Here's a look at 5 boycotts that haven't accomplished so much.
1. Chick-fil-A
Anybody spending a chunk of his or her life in the South knows about Chick-fil-A. They were in every single shopping mall food court. Their sandwiches were simple, but delicious. And they were always closed on Sundays. Even as competitors have expanded their hours to the point that there are now 24-hour drive-thrus, Chick-fil-A has remained resolutely closed on Sundays. The company's Christian roots are obvious to those who have lived among them.
But as the company expanded, it started reaching customers who were not so familiar with Chick-fil-A's history. The current conflict first surfaced in 2011 when Chick-fil-A's donations to Christian organizations were uncovered. Some of the money—albeit a small amount—specifically went to groups that engage in anti-gay activism, like the Family Research Council and the Alliance Defense Fund. A boycott was recommended within the gay community, though it didn't get much publicity beyond those playing close attention to the gay marriage battle (even gay dad Neil Patrick Harris had no idea until he tweeted about one opening in Los Angeles).
In July, the controversy blew up when comments by company president Dan Cathy supporting "traditional marriage" hit the mainstream press. Suddenly it became a big deal, and gay marriage culture war carpet-bombing ensued. Boston's mayor and a Chicago alderman strongly suggested they would use their influence to attempt to block the opening of restaurants in their communities. Supporters of Chick-fil-A flooded the chain on August 1, setting new sales records. Gay marriage supporters promised a "kiss in" August 3 in response.
Message management on this attempted boycott has not gone well. The nature of the response (especially by progressive politicians) has turned the issue on its side into a free speech issue, rather than an issue of political activism that affects the rights of others. Once a boycott appears to be based on objections to a company official's opinions rather than its actions, don't expect much support in the U.S.
Next: Archie Comics (Chick-fil-A in Reverse)
2. Meet Kevin Keller
The boycott backfire demonstrated by Chick-fil-A cuts both ways. In 2010 Archie comics introduced Kevin Keller, a clean-cut openly gay teen, to its Riverdale crew. It got the Archie comics more attention that it had received in years, answering such important questions as "Do they still make Archie comics?"
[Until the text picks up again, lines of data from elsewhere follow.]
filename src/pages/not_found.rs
use leptos::prelude::*;

/// 404 Not Found Page
#[component]
pub fn NotFound() -> impl IntoView {
	view! { <h1>"Uh oh!" <br /> "We couldn't find that page!"</h1> }
}
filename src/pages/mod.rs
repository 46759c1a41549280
pub mod home;
pub mod not_found;
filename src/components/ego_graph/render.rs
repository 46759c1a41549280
use std::f64::consts::PI;

use web_sys::CanvasRenderingContext2d;

use super::state::{CANVAS_HEIGHT, CANVAS_WIDTH, EgoGraphState, node_radius};
use crate::layout::{Direction, Layout, Role};

const BACKGROUND: &str = "#f8fafc";
const LABEL_COLOR: &str = "#4b5563";

fn node_fill(role: Role) -> &'static str {
	match role {
		Role::Focal => "#4F46E5",
		Role::Outbound => "#93C5FD",
		Role::Inbound => "#CBD5E1",
	}
}

fn edge_stroke(direction: Direction) -> &'static str {
	match direction {
		Direction::Outbound => "#94a3b8",
		Direction::Inbound => "#cbd5e1",
	}
}

pub fn render(state: &EgoGraphState, ctx: &CanvasRenderingContext2d) {
	ctx.set_fill_style_str(BACKGROUND);
	ctx.fill_rect(0.0, 0.0, CANVAS_WIDTH, CANVAS_HEIGHT);
	draw_edges(&state.layout, ctx);
	draw_nodes(&state.layout, ctx);
}

fn draw_edges(layout: &Layout, ctx: &CanvasRenderingContext2d) {
	ctx.set_global_alpha(0.6);
	ctx.set_line_width(2.0);
	for (edge, source, target) in layout.links() {
		ctx.set_stroke_style_str(edge_stroke(edge.direction));
		ctx.begin_path();
		ctx.move_to(source.position.x, source.position.y);
		ctx.line_to(target.position.x, target.position.y);
		ctx.stroke();
	}
	ctx.set_global_alpha(1.0);
}

fn draw_nodes(layout: &Layout, ctx: &CanvasRenderingContext2d) {
	ctx.set_font("14px sans-serif");
	ctx.set_line_width(2.0);
	for node in layout.nodes() {
		let (x, y) = (node.position.x, node.position.y);

		ctx.begin_path();
		let _ = ctx.arc(x, y, node_radius(node.role), 0.0, 2.0 * PI);
		ctx.set_fill_style_str(node_fill(node.role));
		ctx.fill();
		ctx.set_stroke_style_str("#fff");
		ctx.stroke();

		ctx.set_fill_style_str(LABEL_COLOR);
		let _ = ctx.fill_text(&node.label, x + 25.0, y + 5.0);
	}
}
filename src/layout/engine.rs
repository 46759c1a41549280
use std::collections::HashMap;

use log::{debug, info};
use rand::Rng;

use super::config::LayoutConfig;
use super::drag::DragState;
use super::forces;
use super::geometry::Point;
use super::node::{LayoutEdge, LayoutNode};
use super::snapshot::Snapshot;

/// Outcome of a [`Layout::tick`].
#[derive(Clone, Copy, Debug, PartialEq, Eq)]
pub enum TickStatus {
	/// Forces were applied and positions advanced.
	Advanced,
	/// There are no nodes; the driver can stop scheduling ticks.
	Idle,
}

/// Owned layout state for one loaded graph: nodes, edges and the drag session.
///
/// Both the frame loop ([`tick`](Self::tick)) and pointer handlers
/// ([`press`](Self::press), [`move_pointer`](Self::move_pointer),
/// [`release`](Self::release)) go through this store, one call at a time.
#[derive(Clone, Debug, Default)]
pub struct Layout {
	config: LayoutConfig,
	nodes: Vec<LayoutNode>,
	edges: Vec<LayoutEdge>,
	index: HashMap<String, usize>,
	drag: DragState,
}

impl Layout {
	/// Creates an empty layout.
	pub fn new(config: LayoutConfig) -> Self {
		Self {
			config,
			..Self::default()
		}
	}

	/// Creates a layout from already placed nodes.
	pub fn with_nodes(config: LayoutConfig, nodes: Vec<LayoutNode>, edges: Vec<LayoutEdge>) -> Self {
		let mut layout = Self::new(config);
		layout.replace(nodes, edges);
		layout
	}

	/// Replaces the whole graph with `snapshot`, spawning every node at rest
	/// somewhere in the spawn square. Any drag session is dropped.
	pub fn load<R: Rng>(&mut self, snapshot: &Snapshot, rng: &mut R) {
		let (center, spread) = (self.config.spawn_center, self.config.spawn_spread);
		let nodes = snapshot
			.nodes
			.iter()
			.map(|node| {
				let position = Point::new(
					center.x + (rng.r#gen::<f64>() - 0.5) * spread,
					center.y + (rng.r#gen::<f64>() - 0.5) * spread,
				);
				LayoutNode::new(node.id.clone(), node.label.clone(), node.role, position)
			})
			.collect();
		let edges = snapshot
			.links
			.iter()
			.map(|link| LayoutEdge::new(link.source.clone(), link.target.clone(), link.direction))
			.collect();
		self.replace(nodes, edges);
		info!(
			"Loaded layout with {} nodes and {} edges",
			self.nodes.len(),
			self.edges.len()
		);
	}

	/// Drops every node and edge; ticking stops until the next load.
	pub fn clear(&mut self) {
		self.replace(Vec::new(), Vec::new());
	}

	fn replace(&mut self, nodes: Vec<LayoutNode>, edges: Vec<LayoutEdge>) {
		self.drag = DragState::Idle;
		self.index.clear();
		self.nodes.clear();
		for node in nodes {
			if self.index.contains_key(&node.id) {
				debug!("Dropping duplicate node {}", node.id);
				continue;
			}
			self.index.insert(node.id.clone(), self.nodes.len());
			self.nodes.push(node);
		}
		self.edges = edges;
	}

	/// Advances the simulation by one frame.
	///
	/// Every node gets repulsion and spring forces added to its velocity. Free
	/// nodes are then damped and moved by their velocity; the dragged node stays
	/// where the pointer put it. Finally all positions are clamped to the bounds.
	pub fn tick(&mut self) -> TickStatus {
		if self.nodes.is_empty() {
			return TickStatus::Idle;
		}

		let index = &self.index;
		let springs = self.edges.iter().filter_map(|edge| edge.endpoints(index));
		forces::apply(&mut self.nodes, springs, &self.config);

		let dragged = self.drag.node();
		let (damping, bounds) = (self.config.damping, self.config.bounds);
		for node in &mut self.nodes {
			if dragged != Some(node.id.as_str()) {
				node.velocity = node.velocity * damping;
				node.position += node.velocity;
			}
			node.position = bounds.clamp(node.position);
		}
		TickStatus::Advanced
	}

	/// Starts dragging `node_id` with the pointer at `pointer`.
	///
	/// Ignored, returning `false`, while another drag is active or when the id
	/// is unknown.
	pub fn press(&mut self, node_id: &str, pointer: Point) -> bool {
		if let Some(current) = self.drag.node() {
			debug!("Ignoring press on {node_id} while dragging {current}");
			return false;
		}
		let Some(node) = self.node(node_id) else {
			debug!("Ignoring press on unknown node {node_id}");
			return false;
		};
		let offset = node.position - pointer;
		debug!("Drag started on {node_id}");
		self.drag = DragState::Dragging {
			node: node_id.to_owned(),
			offset,
		};
		true
	}

	/// Moves the dragged node to the clamped pointer position plus the press
	/// offset. Returns `false` when no drag is active.
	pub fn move_pointer(&mut self, pointer: Point) -> bool {
		let DragState::Dragging { node, offset } = &self.drag else {
			return false;
		};
		let Some(&i) = self.index.get(node) else {
			return false;
		};
		self.nodes[i].position = self.config.bounds.clamp(pointer + *offset);
		true
	}

	/// Ends the drag session, leaving the node's velocity untouched. Returns
	/// whether a session was active.
	pub fn release(&mut self) -> bool {
		match std::mem::take(&mut self.drag) {
			DragState::Idle => false,
			DragState::Dragging { node, .. } => {
				debug!("Drag ended on {node}");
				true
			}
		}
	}

	/// Looks a node up by id.
	pub fn node(&self, id: &str) -> Option<&LayoutNode> {
		self.index.get(id).map(|&i| &self.nodes[i])
	}

	/// All nodes, in snapshot order.
	pub fn nodes(&self) -> &[LayoutNode] {
		&self.nodes
	}

	/// All edges, including ones with unknown endpoints.
	pub fn edges(&self) -> &[LayoutEdge] {
		&self.edges
	}

	/// Edges whose endpoints both exist, with those endpoints.
	pub fn links(&self) -> impl Iterator<Item = (&LayoutEdge, &LayoutNode, &LayoutNode)> {
		self.edges.iter().filter_map(|edge| {
			let (source, target) = edge.endpoints(&self.index)?;
			Some((edge, &self.nodes[source], &self.nodes[target]))
		})
	}

	/// The current drag session.
	pub fn drag(&self) -> &DragState {
		&self.drag
	}

	/// The configuration in use.
	pub fn config(&self) -> &LayoutConfig {
		&self.config
	}

	/// Number of nodes.
	pub fn len(&self) -> usize {
		self.nodes.len()
	}

	/// Whether there are no nodes to simulate.
	pub fn is_empty(&self) -> bool {
		self.nodes.is_empty()
	}
}

#[cfg(test)]
mod tests {
	use approx::assert_relative_eq;
	use rand::SeedableRng;
	use rand::rngs::StdRng;

	use super::*;
	use crate::layout::{Direction, Role, SnapshotLink, SnapshotNode};

	fn snapshot() -> Snapshot {
		Snapshot {
			nodes: vec![
				SnapshotNode {
					id: "1".into(),
					label: "@ferris".into(),
					role: Role::Focal,
				},
				SnapshotNode {
					id: "2".into(),
					label: "@crab".into(),
					role: Role::Outbound,
				},
				SnapshotNode {
					id: "2".into(),
					label: "@crab".into(),
					role: Role::Inbound,
				},
			],
			links: vec![
				SnapshotLink {
					source: "1".into(),
					target: "2".into(),
					direction: Direction::Outbound,
				},
				SnapshotLink {
					source: "2".into(),
					target: "1".into(),
					direction: Direction::Inbound,
				},
				SnapshotLink {
					source: "9".into(),
					target: "1".into(),
					direction: Direction::Inbound,
				},
			],
		}
	}

	fn loaded() -> Layout {
		let mut layout = Layout::new(LayoutConfig::default());
		layout.load(&snapshot(), &mut StdRng::seed_from_u64(7));
		layout
	}

	#[test]
	fn load_spawns_nodes_at_rest_near_center() {
		let layout = loaded();
		for node in layout.nodes() {
			assert!((300.0..=500.0).contains(&node.position.x), "{node:?}");
			assert!((200.0..=400.0).contains(&node.position.y), "{node:?}");
			assert_eq!(node.velocity, Point::ZERO);
		}
	}

	#[test]
	fn load_keeps_first_of_duplicate_ids() {
		let layout = loaded();
		assert_eq!(layout.len(), 2);
		assert_eq!(layout.node("2").map(|n| n.role), Some(Role::Outbound));
	}

	#[test]
	fn links_skip_missing_endpoints() {
		let layout = loaded();
		assert_eq!(layout.edges().len(), 3);
		let linked: Vec<_> = layout
			.links()
			.map(|(_, s, t)| (s.id.as_str(), t.id.as_str()))
			.collect();
		assert_eq!(linked, [("1", "2"), ("2", "1")]);
	}

	#[test]
	fn empty_layout_does_not_tick() {
		let mut layout = Layout::new(LayoutConfig::default());
		assert_eq!(layout.tick(), TickStatus::Idle);

		let mut layout = loaded();
		assert_eq!(layout.tick(), TickStatus::Advanced);
		layout.clear();
		assert!(layout.is_empty());
		assert_eq!(layout.tick(), TickStatus::Idle);
	}

	#[test]
	fn free_nodes_are_damped_then_moved() {
		let mut node = LayoutNode::new("a", "a", Role::Focal, Point::new(400.0, 300.0));
		node.velocity = Point::new(10.0, -20.0);
		let mut layout = Layout::with_nodes(LayoutConfig::default(), vec![node], vec![]);

		layout.tick();
		let node = &layout.nodes()[0];
		assert_relative_eq!(node.velocity.x, 7.0);
		assert_relative_eq!(node.velocity.y, -14.0);
		assert_relative_eq!(node.position.x, 407.0);
		assert_relative_eq!(node.position.y, 286.0);
	}

	#[test]
	fn press_captures_offset_and_rejects_second_drag() {
		let mut layout = loaded();
		let focal = layout.node("1").unwrap().position;
		assert!(layout.press("1", focal - Point::new(5.0, 5.0)));
		assert_eq!(
			layout.drag(),
			&DragState::Dragging {
				node: "1".into(),
				offset: Point::new(5.0, 5.0),
			}
		);

		assert!(!layout.press("2", Point::ZERO));
		assert_eq!(layout.drag().node(), Some("1"));
	}

	#[test]
	fn press_on_unknown_node_is_ignored() {
		let mut layout = loaded();
		assert!(!layout.press("9", Point::ZERO));
		assert!(!layout.drag().is_active());
	}

	#[test]
	fn move_without_drag_is_noop() {
		let mut layout = loaded();
		let before = layout.nodes().to_vec();
		assert!(!layout.move_pointer(Point::new(100.0, 100.0)));
		assert_eq!(layout.nodes(), before.as_slice());
	}

	#[test]
	fn move_clamps_to_bounds() {
		let mut layout = loaded();
		let focal = layout.node("1").unwrap().position;
		layout.press("1", focal);
		assert!(layout.move_pointer(Point::new(-300.0, 9000.0)));
		assert_eq!(layout.node("1").unwrap().position, Point::new(50.0, 550.0));
	}

	#[test]
	fn dragged_node_keeps_accumulating_undamped_velocity() {
		let mut layout = loaded();
		let focal = layout.node("1").unwrap().position;
		layout.press("1", focal);
		layout.move_pointer(Point::new(600.0, 450.0));

		for _ in 0..5 {
			layout.tick();
		}
		let node = layout.node("1").unwrap();
		assert_eq!(node.position, Point::new(600.0, 450.0));
		assert_ne!(node.velocity, Point::ZERO);

		let velocity = node.velocity;
		assert!(layout.release());
		assert_eq!(layout.node("1").unwrap().velocity, velocity);
		assert!(!layout.release());
	}

	#[test]
	fn release_resumes_physics() {
		let mut layout = loaded();
		let focal = layout.node("1").unwrap().position;
		layout.press("1", focal);
		layout.move_pointer(Point::new(600.0, 450.0));
		layout.tick();
		layout.release();
		layout.tick();
		assert_ne!(layout.node("1").unwrap().position, Point::new(600.0, 450.0));
	}
}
A comic book showing Kevin's future, serving in the military and getting married to a guy, drew the ire of One Million Moms, an offshoot of the American Family Association that seems devoted to calling for boycotts and complaining to advertisers about anything gay friendly or sexual in the media. They threatened Toys 'R Us for carrying the offending comic book.
The result: The issue sold out. Much like the Chick-fil-A hubbub, the publicity from the objections caused a significant response in the opposite direction. He now has his own monthly comic book.
Next: The Boycottiest Place on Earth
3. Disney
From 1997 to 2005 the Southern Baptist Convention had ordered a boycott of the massive Walt Disney Co. empire for not being "family friendly" enough (as in, being too supportive of gay issues) and for releasing controversial films like Priest and Pulp Fiction from its subsidiaries.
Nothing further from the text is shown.